## WHAT YOU HAVE TO DO:
Return the records in full, with every character preserved.
---------------
// Widget rendering functions for each board zone.

pub mod confirm;
pub mod roster;
pub mod status_bar;
pub mod teams;
pub mod turn_banner;
// TUI dashboard: layout, input handling, and widget rendering.
//
// The TUI owns a `ViewState` replica of the presentation model. The app
// orchestrator pushes `UiUpdate` messages over an mpsc channel; the TUI
// applies them to `ViewState` and re-renders at ~30 fps. Draft transitions
// arrive as status-only patches, so the roster is never rebuilt just because
// a pick or ban landed.

pub mod input;
pub mod layout;
pub mod widgets;

use std::time::Duration;

use crossterm::event::{Event, EventStream};
use futures_util::StreamExt;
use ratatui::style::{Color, Modifier, Style};
use ratatui::text::{Line, Span};
use ratatui::widgets::Paragraph;
use ratatui::Frame;
use tokio::sync::mpsc;

use crate::draft::hero::HeroAttribute;
use crate::protocol::{BusyState, ConfirmPrompt, UiUpdate, UserCommand};
use crate::view::{self, RosterView, TeamPanels, TurnBanner};

use layout::build_layout;

// ---------------------------------------------------------------------------
// ViewState
// ---------------------------------------------------------------------------

/// TUI-local state that mirrors the presentation model for rendering.
///
/// Updated incrementally via `UiUpdate` messages from the app orchestrator;
/// the search text, attribute filter, and cursor are owned locally.
#[derive(Debug, Default)]
pub struct ViewState {
    /// Replica of the rendered roster.
    pub roster: RosterView,
    /// Set when the catalog could not be loaded; replaces the roster area.
    pub roster_error: Option<String>,
    pub banner: TurnBanner,
    pub panels: TeamPanels,
    /// Open pick/ban confirmation prompt, if any.
    pub confirm: Option<ConfirmPrompt>,
    /// Dismissible notice line (Esc clears it).
    pub notice: Option<String>,
    pub busy: BusyState,
    /// Live search text (edited in search mode).
    pub search_text: String,
    pub search_mode: bool,
    pub attribute_filter: Option<HeroAttribute>,
    /// Flat index of the selected roster entry.
    pub cursor: usize,
}

impl ViewState {
    /// The filter command reflecting the current local search/attribute
    /// state.
    pub fn filter_command(&self) -> UserCommand {
        UserCommand::FilterChanged {
            search: self.search_text.clone(),
            attribute: self.attribute_filter,
        }
    }

    /// Move the cursor by `delta` entries, clamped to the roster.
    pub fn move_cursor(&mut self, delta: i32) {
        let count = self.roster.entry_count();
        if count == 0 {
            self.cursor = 0;
            return;
        }
        let max = count - 1;
        let next = self.cursor as i64 + delta as i64;
        self.cursor = next.clamp(0, max as i64) as usize;
    }
}

/// Apply a single UiUpdate to the ViewState.
fn apply_ui_update(state: &mut ViewState, update: UiUpdate) {
    match update {
        UiUpdate::Roster(roster) => {
            state.roster = roster;
            state.roster_error = None;
            // The filter may have shrunk the list under the cursor.
            let count = state.roster.entry_count();
            if count == 0 {
                state.cursor = 0;
            } else if state.cursor >= count {
                state.cursor = count - 1;
            }
        }
        UiUpdate::Statuses(patches) => {
            view::apply_status_patches(&mut state.roster, &patches);
        }
        UiUpdate::TurnBanner(banner) => {
            state.banner = banner;
        }
        UiUpdate::TeamPanels(panels) => {
            state.panels = panels;
        }
        UiUpdate::Confirm(prompt) => {
            state.confirm = Some(prompt);
        }
        UiUpdate::Notice(text) => {
            state.notice = Some(text);
        }
        UiUpdate::RosterError(text) => {
            state.roster_error = Some(text);
        }
        UiUpdate::Busy(busy) => {
            state.busy = busy;
        }
    }
}

// ---------------------------------------------------------------------------
// Frame rendering
// ---------------------------------------------------------------------------

/// Render the complete board frame.
fn render_frame(frame: &mut Frame, state: &ViewState) {
    let layout = build_layout(frame.area());

    widgets::status_bar::render(frame, layout.status_bar, state);
    widgets::turn_banner::render(frame, layout.turn_banner, state);
    widgets::roster::render(frame, layout.roster, state);
    widgets::teams::render_radiant(frame, layout.radiant_panel, state);
    widgets::teams::render_dire(frame, layout.dire_panel, state);
    render_notice(frame, layout.notice, state);
    render_help_bar(frame, layout.help_bar);

    // The confirmation overlay draws on top of everything else.
    if let Some(prompt) = &state.confirm {
        widgets::confirm::render(frame, frame.area(), prompt);
    }
}

fn render_notice(frame: &mut Frame, area: ratatui::layout::Rect, state: &ViewState) {
    if let Some(notice) = &state.notice {
        let paragraph = Paragraph::new(Line::from(Span::styled(
            format!(" {} (Esc to dismiss)", notice),
            Style::default().fg(Color::Yellow),
        )));
        frame.render_widget(paragraph, area);
    }
}

fn render_help_bar(frame: &mut Frame, area: ratatui::layout::Rect) {
    let text = " q:Quit | s:Sync | r:Reload | n:New Draft | /:Search | a:Attribute | Enter:Pick/Ban";
    let paragraph = Paragraph::new(Line::from(Span::styled(
        text,
        Style::default().fg(Color::White).add_modifier(Modifier::DIM),
    )))
    .style(Style::default().bg(Color::DarkGray));
    frame.render_widget(paragraph, area);
}

// ---------------------------------------------------------------------------
// Main TUI loop
// ---------------------------------------------------------------------------

/// Run the TUI event loop.
///
/// 1. Initializes the terminal (raw mode, alternate screen).
/// 2. Installs a panic hook to restore the terminal on crash.
/// 3. Runs an async select loop: UI updates, keyboard input, render ticks.
/// 4. Restores the terminal on clean exit.
pub async fn run(
    mut ui_rx: mpsc::Receiver<UiUpdate>,
    cmd_tx: mpsc::Sender<UserCommand>,
) -> anyhow::Result<()> {
    let mut terminal = ratatui::init();

    // Restore the terminal even if rendering panics.
    let original_hook = std::panic::take_hook();
    std::panic::set_hook(Box::new(move |panic_info| {
        let _ = ratatui::restore();
        original_hook(panic_info);
    }));

    let mut view_state = ViewState::default();
    let mut event_stream = EventStream::new();

    let mut render_tick = tokio::time::interval(Duration::from_millis(33));
    render_tick.set_missed_tick_behavior(tokio::time::MissedTickBehavior::Skip);

    loop {
        tokio::select! {
            update = ui_rx.recv() => {
                match update {
                    Some(ui_update) => apply_ui_update(&mut view_state, ui_update),
                    // Channel closed: the orchestrator is shutting down.
                    None => break,
                }
            }

            maybe_event = event_stream.next() => {
                match maybe_event {
                    Some(Ok(Event::Key(key_event))) => {
                        if let Some(command) = input::handle_key(key_event, &mut view_state) {
                            let quitting = command == UserCommand::Quit;
                            let _ = cmd_tx.send(command).await;
                            if quitting {
                                break;
                            }
                        }
                    }
                    Some(Ok(_)) => {
                        // Mouse and resize events need no handling; the next
                        // render tick picks up the new size.
                    }
                    Some(Err(_)) | None => break,
                }
            }

            _ = render_tick.tick() => {
                terminal.draw(|frame| render_frame(frame, &view_state))?;
            }
        }
    }

    ratatui::restore();
    Ok(())
}

// ---------------------------------------------------------------------------
// Tests
// ---------------------------------------------------------------------------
---------------
## SOLUTION BELOW:
// Widget rendering functions for each board zone.

pub mod confirm;
pub mod roster;
pub mod status_bar;
pub mod teams;
pub mod turn_banner;
// TUI dashboard: layout, input handling, and widget rendering.
//
// The TUI owns a `ViewState` replica of the presentation model. The app
// orchestrator pushes `UiUpdate` messages over an mpsc channel; the TUI
// applies them to `ViewState` and re-renders at ~30 fps. Draft transitions
// arrive as status-only patches, so the roster is never rebuilt just because
// a pick or ban landed.

pub mod input;
pub mod layout;
pub mod widgets;

use std::time::Duration;

use crossterm::event::{Event, EventStream};
use futures_util::StreamExt;
use ratatui::style::{Color, Modifier, Style};
use ratatui::text::{Line, Span};
use ratatui::widgets::Paragraph;
use ratatui::Frame;
use tokio::sync::mpsc;

use crate::draft::hero::HeroAttribute;
use crate::protocol::{BusyState, ConfirmPrompt, UiUpdate, UserCommand};
use crate::view::{self, RosterView, TeamPanels, TurnBanner};

use layout::build_layout;

// ---------------------------------------------------------------------------
// ViewState
// ---------------------------------------------------------------------------

/// TUI-local state that mirrors the presentation model for rendering.
///
/// Updated incrementally via `UiUpdate` messages from the app orchestrator;
/// the search text, attribute filter, and cursor are owned locally.
#[derive(Debug, Default)]
pub struct ViewState {
    /// Replica of the rendered roster.
    pub roster: RosterView,
    /// Set when the catalog could not be loaded; replaces the roster area.
    pub roster_error: Option<String>,
    pub banner: TurnBanner,
    pub panels: TeamPanels,
    /// Open pick/ban confirmation prompt, if any.
    pub confirm: Option<ConfirmPrompt>,
    /// Dismissible notice line (Esc clears it).
    pub notice: Option<String>,
    pub busy: BusyState,
    /// Live search text (edited in search mode).
    pub search_text: String,
    pub search_mode: bool,
    pub attribute_filter: Option<HeroAttribute>,
    /// Flat index of the selected roster entry.
    pub cursor: usize,
}

impl ViewState {
    /// The filter command reflecting the current local search/attribute
    /// state.
    pub fn filter_command(&self) -> UserCommand {
        UserCommand::FilterChanged {
            search: self.search_text.clone(),
            attribute: self.attribute_filter,
        }
    }

    /// Move the cursor by `delta` entries, clamped to the roster.
    pub fn move_cursor(&mut self, delta: i32) {
        let count = self.roster.entry_count();
        if count == 0 {
            self.cursor = 0;
            return;
        }
        let max = count - 1;
        let next = self.cursor as i64 + delta as i64;
        self.cursor = next.clamp(0, max as i64) as usize;
    }
}

/// Apply a single UiUpdate to the ViewState.
fn apply_ui_update(state: &mut ViewState, update: UiUpdate) {
    match update {
        UiUpdate::Roster(roster) => {
            state.roster = roster;
            state.roster_error = None;
            // The filter may have shrunk the list under the cursor.
            let count = state.roster.entry_count();
            if count == 0 {
                state.cursor = 0;
            } else if state.cursor >= count {
                state.cursor = count - 1;
            }
        }
        UiUpdate::Statuses(patches) => {
            view::apply_status_patches(&mut state.roster, &patches);
        }
        UiUpdate::TurnBanner(banner) => {
            state.banner = banner;
        }
        UiUpdate::TeamPanels(panels) => {
            state.panels = panels;
        }
        UiUpdate::Confirm(prompt) => {
            state.confirm = Some(prompt);
        }
        UiUpdate::Notice(text) => {
            state.notice = Some(text);
        }
        UiUpdate::RosterError(text) => {
            state.roster_error = Some(text);
        }
        UiUpdate::Busy(busy) => {
            state.busy = busy;
        }
    }
}

// ---------------------------------------------------------------------------
// Frame rendering
// ---------------------------------------------------------------------------

/// Render the complete board frame.
fn render_frame(frame: &mut Frame, state: &ViewState) {
    let layout = build_layout(frame.area());

    widgets::status_bar::render(frame, layout.status_bar, state);
    widgets::turn_banner::render(frame, layout.turn_banner, state);
    widgets::roster::render(frame, layout.roster, state);
    widgets::teams::render_radiant(frame, layout.radiant_panel, state);
    widgets::teams::render_dire(frame, layout.dire_panel, state);
    render_notice(frame, layout.notice, state);
    render_help_bar(frame, layout.help_bar);

    // The confirmation overlay draws on top of everything else.
    if let Some(prompt) = &state.confirm {
        widgets::confirm::render(frame, frame.area(), prompt);
    }
}

fn render_notice(frame: &mut Frame, area: ratatui::layout::Rect, state: &ViewState) {
    if let Some(notice) = &state.notice {
        let paragraph = Paragraph::new(Line::from(Span::styled(
            format!(" {} (Esc to dismiss)", notice),
            Style::default().fg(Color::Yellow),
        )));
        frame.render_widget(paragraph, area);
    }
}

fn render_help_bar(frame: &mut Frame, area: ratatui::layout::Rect) {
    let text = " q:Quit | s:Sync | r:Reload | n:New Draft | /:Search | a:Attribute | Enter:Pick/Ban";
    let paragraph = Paragraph::new(Line::from(Span::styled(
        text,
        Style::default().fg(Color::White).add_modifier(Modifier::DIM),
    )))
    .style(Style::default().bg(Color::DarkGray));
    frame.render_widget(paragraph, area);
}

// ---------------------------------------------------------------------------
// Main TUI loop
// ---------------------------------------------------------------------------

/// Run the TUI event loop.
///
/// 1. Initializes the terminal (raw mode, alternate screen).
/// 2. Installs a panic hook to restore the terminal on crash.
/// 3. Runs an async select loop: UI updates, keyboard input, render ticks.
/// 4. Restores the terminal on clean exit.
pub async fn run(
    mut ui_rx: mpsc::Receiver<UiUpdate>,
    cmd_tx: mpsc::Sender<UserCommand>,
) -> anyhow::Result<()> {
    let mut terminal = ratatui::init();

    // Restore the terminal even if rendering panics.
    let original_hook = std::panic::take_hook();
    std::panic::set_hook(Box::new(move |panic_info| {
        let _ = ratatui::restore();
        original_hook(panic_info);
    }));

    let mut view_state = ViewState::default();
    let mut event_stream = EventStream::new();

    let mut render_tick = tokio::time::interval(Duration::from_millis(33));
    render_tick.set_missed_tick_behavior(tokio::time::MissedTickBehavior::Skip);

    loop {
        tokio::select! {
            update = ui_rx.recv() => {
                match update {
                    Some(ui_update) => apply_ui_update(&mut view_state, ui_update),
                    // Channel closed: the orchestrator is shutting down.
                    None => break,
                }
            }

            maybe_event = event_stream.next() => {
                match maybe_event {
                    Some(Ok(Event::Key(key_event))) => {
                        if let Some(command) = input::handle_key(key_event, &mut view_state) {
                            let quitting = command == UserCommand::Quit;
                            let _ = cmd_tx.send(command).await;
                            if quitting {
                                break;
                            }
                        }
                    }
                    Some(Ok(_)) => {
                        // Mouse and resize events need no handling; the next
                        // render tick picks up the new size.
                    }
                    Some(Err(_)) | None => break,
                }
            }

            _ = render_tick.tick() => {
                terminal.draw(|frame| render_frame(frame, &view_state))?;
            }
        }
    }

    ratatui::restore();
    Ok(())
}

// ---------------------------------------------------------------------------
// Tests
// ---------------------------------------------------------------------------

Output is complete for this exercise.